February 26, 2013 by toheaveninahooptie
Okay so if you’re a) human and b) normal or c) honest, then you know lazy. Hopefully you aren’t lazy often, but you’re a straight up liar if you’re telling me that you’ve never hit snooze, stayed home, or let a deadline slip just because you “didn’t feel like it.” I’m feeling lazy (by definition not actually lazy) today since I’m taking today off as a rest day (after yesterday’s half marathon), so I decided to look into what lazy actually is because if you know the why, sometimes you can change the how. (Also because I actually am being lazy by writing this post since I have trig homework that I should be doing.)

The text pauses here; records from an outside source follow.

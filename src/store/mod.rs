//! Document Store
//!
//! The engine's only shared mutable resource. Every document carries a
//! monotonically increasing version; writes that must not clobber a
//! concurrent update go through [`DocumentStore::compare_and_swap`].
//!
//! # Components
//!
//! - [`DocumentStore`]: the collaborator interface (raw JSON documents)
//! - [`Repository`]: typed access on top of a store
//! - [`MemoryStore`]: in-process implementation
//! - [`FileStore`]: one JSON file per document

pub mod file;
pub mod memory;

use std::marker::PhantomData;
use std::sync::Arc;

use async_trait::async_trait;
use serde::de::DeserializeOwned;
use serde::{Deserialize, Serialize};
use serde_json::Value;

use crate::error::StoreError;
use crate::workflow::{WorkflowDefinition, WorkflowInstance};

pub use file::FileStore;
pub use memory::MemoryStore;

/// Collection holding workflow definitions.
pub const WORKFLOWS: &str = "workflows";
/// Collection holding workflow instances.
pub const INSTANCES: &str = "instances";
/// Collection holding governed content objects.
pub const SUBJECTS: &str = "subjects";
/// Collection holding content version snapshots.
pub const VERSIONS: &str = "content_versions";
/// Collection holding A/B tests.
pub const AB_TESTS: &str = "ab_tests";

/// A stored JSON document with its version.
#[derive(Serialize, Deserialize, Debug, Clone, PartialEq)]
pub struct StoredDocument {
    pub id: String,
    pub version: u64,
    pub body: Value,
}

/// Equality filter over top-level or dotted fields.
#[derive(Debug, Clone, Default, PartialEq)]
pub struct Filter {
    conditions: Vec<(String, Value)>,
}

impl Filter {
    pub fn new() -> Self {
        Self::default()
    }

    /// Requires `field` (dot-separated path) to equal `value`.
    pub fn eq(mut self, field: impl Into<String>, value: impl Into<Value>) -> Self {
        self.conditions.push((field.into(), value.into()));
        self
    }

    pub fn matches(&self, body: &Value) -> bool {
        self.conditions.iter().all(|(field, expected)| {
            field
                .split('.')
                .try_fold(body, |current, key| current.get(key))
                .map_or(expected.is_null(), |actual| actual == expected)
        })
    }
}

/// Persistence interface consumed by the engine.
///
/// Versions start at 1 for a freshly written document. An expected version
/// of 0 in [`compare_and_swap`](Self::compare_and_swap) means "must not exist".
#[async_trait]
pub trait DocumentStore: Send + Sync + 'static {
    async fn get(&self, collection: &str, id: &str) -> Result<Option<StoredDocument>, StoreError>;

    async fn query(
        &self,
        collection: &str,
        filter: &Filter,
    ) -> Result<Vec<StoredDocument>, StoreError>;

    /// Unconditional upsert. Returns the new version.
    async fn save(&self, collection: &str, id: &str, body: Value) -> Result<u64, StoreError>;

    /// Writes only if the stored version equals `expected_version`.
    ///
    /// Returns the new version, or [`StoreError::Conflict`].
    async fn compare_and_swap(
        &self,
        collection: &str,
        id: &str,
        body: Value,
        expected_version: u64,
    ) -> Result<u64, StoreError>;

    /// Atomically adds `delta` to a numeric field and returns the new value.
    ///
    /// A missing field counts as 0; a missing document is an error.
    async fn increment(
        &self,
        collection: &str,
        id: &str,
        field: &str,
        delta: i64,
    ) -> Result<i64, StoreError>;

    /// Removes a document. Returns whether it existed.
    async fn delete(&self, collection: &str, id: &str) -> Result<bool, StoreError>;
}

/// Adds `delta` to the numeric `field` of an object body.
pub(crate) fn apply_increment(body: &mut Value, field: &str, delta: i64) -> Result<i64, StoreError> {
    let map = body
        .as_object_mut()
        .ok_or_else(|| StoreError::Backend(format!("Cannot increment '{}' on a non-object", field)))?;
    let current = match map.get(field) {
        None | Some(Value::Null) => 0,
        Some(value) => value.as_i64().ok_or_else(|| {
            StoreError::Backend(format!("Field '{}' is not an integer", field))
        })?,
    };
    let updated = current.checked_add(delta).ok_or_else(|| {
        StoreError::Backend(format!("Incrementing '{}' by {} overflows", field, delta))
    })?;
    map.insert(field.to_string(), Value::from(updated));
    Ok(updated)
}

/// A value stored in a collection of its own.
pub trait Document: Serialize + DeserializeOwned + Send + Sync {
    const COLLECTION: &'static str;

    fn id(&self) -> &str;
}

impl Document for WorkflowDefinition {
    const COLLECTION: &'static str = WORKFLOWS;

    fn id(&self) -> &str {
        &self.id
    }
}

impl Document for WorkflowInstance {
    const COLLECTION: &'static str = INSTANCES;

    fn id(&self) -> &str {
        &self.id
    }
}

/// A typed document together with the store version it was read at.
#[derive(Debug, Clone, PartialEq)]
pub struct Versioned<T> {
    pub version: u64,
    pub value: T,
}

/// Typed access to one collection.
pub struct Repository<T> {
    store: Arc<dyn DocumentStore>,
    _marker: PhantomData<fn() -> T>,
}

impl<T> Clone for Repository<T> {
    fn clone(&self) -> Self {
        Self {
            store: Arc::clone(&self.store),
            _marker: PhantomData,
        }
    }
}

impl<T: Document> Repository<T> {
    pub fn new(store: Arc<dyn DocumentStore>) -> Self {
        Self {
            store,
            _marker: PhantomData,
        }
    }

    fn decode(doc: StoredDocument) -> Result<Versioned<T>, StoreError> {
        Ok(Versioned {
            version: doc.version,
            value: serde_json::from_value(doc.body)?,
        })
    }

    pub async fn get(&self, id: &str) -> Result<Option<Versioned<T>>, StoreError> {
        match self.store.get(T::COLLECTION, id).await? {
            Some(doc) => Ok(Some(Self::decode(doc)?)),
            None => Ok(None),
        }
    }

    pub async fn query(&self, filter: &Filter) -> Result<Vec<Versioned<T>>, StoreError> {
        self.store
            .query(T::COLLECTION, filter)
            .await?
            .into_iter()
            .map(Self::decode)
            .collect()
    }

    /// Unconditional write.
    pub async fn save(&self, value: T) -> Result<Versioned<T>, StoreError> {
        let body = serde_json::to_value(&value)?;
        let version = self.store.save(T::COLLECTION, value.id(), body).await?;
        Ok(Versioned { version, value })
    }

    /// Writes a document that must not exist yet.
    pub async fn insert(&self, value: T) -> Result<Versioned<T>, StoreError> {
        let body = serde_json::to_value(&value)?;
        let version = self
            .store
            .compare_and_swap(T::COLLECTION, value.id(), body, 0)
            .await?;
        Ok(Versioned { version, value })
    }

    /// Writes `doc` if nobody else has since the version it carries,
    /// then advances its version.
    pub async fn update(&self, doc: &mut Versioned<T>) -> Result<(), StoreError> {
        let body = serde_json::to_value(&doc.value)?;
        doc.version = self
            .store
            .compare_and_swap(T::COLLECTION, doc.value.id(), body, doc.version)
            .await?;
        Ok(())
    }

    pub async fn delete(&self, id: &str) -> Result<bool, StoreError> {
        self.store.delete(T::COLLECTION, id).await
    }
}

All further information is based on this article and then related to running/workingout/fitness/getting off your butt/the overly-dramatic-yet-actually-overly-easy life of a teenage girl because I like all of those things and that is what constitutes the majority of my life, cappesh?
Basically the author started out by saying that “lazy” is an umbrella term that really means lack of motivation or not seeing it necessary to do what you should do.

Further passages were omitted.